A A+ A++

Zakład Ubezpieczeń Społecznych coraz lepiej radzi sobie ze sprawdzaniem osób na zwolnieniach lekarskich. W trzecim kwartale 2022 r. skontrolował ich co prawda mniej, za to kontrole były skuteczniejsze.

W tym czasie ZUS przeprowadził 109,1 tys. kontroli osób z tzw. zaświadczeniami o czasowej niezdolności do pracy. To mniej niż w drugim kwartale tego roku – wtedy było ich 109,3 tys. Tyle że choć kontroli było mniej, to okazały się skuteczniejsze.

Jak podaje “Rzeczpospolita”, wydano 6 tysięcy decyzji wstrzymujących dalszą wypłatę zasiłków chorobowych, podczas gdy w drugim kwartale było ich 5,6 tys.

Skuteczniejszą kontrolę L4 ZUS zawdzięcza – jak przekonuje Paweł Żebrowski, rzecznik ZUS – wprowadzeniu elektronicznych zwolnień lekarskich. Dzięki temu… – Kontrole są kierowane przede wszystkim tam, gdzie ryzyko nadużyć jest największe. Chodzi np. o osoby bardzo często biorące zwolnienia od różnych lekarzy – powiedział “Rzeczpospolitej”.

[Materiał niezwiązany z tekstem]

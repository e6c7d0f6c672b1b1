use comfy_table::modifiers::UTF8_ROUND_CORNERS;
use comfy_table::presets::UTF8_FULL_CONDENSED;
use comfy_table::{Attribute, Cell, CellAlignment, Color, ContentArrangement, Table};

use manifest_core::{ContentError, ProvenanceError, ReconcileReport, SharedState};
use manifest_model::{ManifestSchema, MappingResult, StructuredContent};

pub fn print_mapping(schema: &ManifestSchema, mapping: &MappingResult) {
    let mut table = Table::new();
    table.set_header(vec![
        header_cell("Field"),
        header_cell("Label"),
        header_cell("Header"),
        header_cell("Required"),
    ]);
    apply_table_style(&mut table);
    align_column(&mut table, 3, CellAlignment::Center);
    for pair in &mapping.matched {
        table.add_row(vec![
            Cell::new(&pair.expected),
            dim_cell(schema.friendly_name(&pair.expected)),
            Cell::new(&pair.observed).fg(Color::Green),
            flag_cell(schema.is_required(&pair.expected)),
        ]);
    }
    for field in &mapping.expected {
        table.add_row(vec![
            Cell::new(field),
            dim_cell(schema.friendly_name(field)),
            missing_cell(schema.is_required(field)),
            flag_cell(schema.is_required(field)),
        ]);
    }
    println!("{table}");
    if !mapping.observed.is_empty() {
        println!("Unmatched headers: {}", mapping.observed.join(", "));
    }
    println!(
        "Mapping is {}{}",
        if mapping.valid { "valid" } else { "invalid" },
        if mapping.shown {
            "; manual review needed"
        } else {
            ""
        }
    );
}

pub fn print_report(state: &SharedState, report: &ReconcileReport) {
    println!("Manifest: {}", state.manifest_id);
    if let Some(content) = state.structured() {
        print_content(content);
    }
    let outcome = match (report.valid, report.persisted) {
        (true, true) => "saved",
        (true, false) => "valid, not saved",
        (false, _) => "mapping incomplete, not saved",
    };
    println!("Result: {outcome}");
}

pub fn print_failure(error: &ProvenanceError) {
    eprintln!("error: {error}");
    if let Some(content) = error.as_content() {
        print_content_hint(content);
    }
}

fn print_content_hint(error: &ContentError) {
    eprintln!("hint: {}", error.suggestion());
}

fn print_content(content: &StructuredContent) {
    let mut table = Table::new();
    table.set_header(vec![
        header_cell("#"),
        header_cell("Labware"),
        header_cell("Positions"),
        header_cell("Issues"),
    ]);
    apply_table_style(&mut table);
    align_column(&mut table, 0, CellAlignment::Right);
    align_column(&mut table, 2, CellAlignment::Right);
    align_column(&mut table, 3, CellAlignment::Right);
    for labware in &content.labwares {
        let issues = content.issues_for(labware.position).count();
        table.add_row(vec![
            Cell::new(labware.position),
            Cell::new(&labware.labware_id),
            Cell::new(labware.addresses.len()),
            count_cell(issues, Color::Yellow),
        ]);
    }
    table.add_row(vec![
        dim_cell("-"),
        Cell::new("TOTAL")
            .fg(Color::Cyan)
            .add_attribute(Attribute::Bold),
        Cell::new(content.address_count()).add_attribute(Attribute::Bold),
        count_cell(content.issues.len(), Color::Yellow).add_attribute(Attribute::Bold),
    ]);
    println!("{table}");

    for issue in &content.issues {
        println!(
            "- labware {} {}: {}",
            issue.labware(),
            issue.address(),
            issue.message()
        );
    }
}

fn apply_table_style(table: &mut Table) {
    table
        .load_preset(UTF8_FULL_CONDENSED)
        .apply_modifier(UTF8_ROUND_CORNERS)
        .set_content_arrangement(ContentArrangement::Dynamic)
        .set_width(120);
}

fn align_column(table: &mut Table, index: usize, alignment: CellAlignment) {
    if let Some(column) = table.column_mut(index) {
        column.set_cell_alignment(alignment);
    }
}

fn header_cell(label: &str) -> Cell {
    Cell::new(label)
        .fg(Color::Cyan)
        .add_attribute(Attribute::Bold)
}

fn flag_cell(flag: bool) -> Cell {
    if flag {
        Cell::new("yes").add_attribute(Attribute::Bold)
    } else {
        dim_cell("no")
    }
}

fn missing_cell(required: bool) -> Cell {
    let color = if required { Color::Red } else { Color::Yellow };
    Cell::new("(unmatched)").fg(color)
}

fn count_cell(count: usize, color: Color) -> Cell {
    if count > 0 {
        Cell::new(count).fg(color).add_attribute(Attribute::Bold)
    } else {
        dim_cell(count)
    }
}

fn dim_cell<T: ToString>(value: T) -> Cell {
    Cell::new(value).fg(Color::DarkGrey)
}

Zwolnienia do kontroli są typowane losowo.

Po kontroli nie każdy ma kłopoty w pracy

Prawidłowość wykorzystywania L4 – przypomnijmy – mogą również sprawdzać płatnicy. I wiele firm z takiej możliwości korzysta.

Jak taka kontrola wygląda w praktyce?

Jedziemy do miejsca zamieszkania osoby, które zostało wskazane na druku zwolnienia lekarskiego. Jeżeli ją tam zastaniemy i jednocześnie nie podejmuje ona zaskakujących czynności, niezgodnych z celem L4, to na tym nasza rola się kończy – relacjonuje Mikołaj Zając, prezes Conperio, firmy doradczej zajmującej się problematyką absencji chorobowych.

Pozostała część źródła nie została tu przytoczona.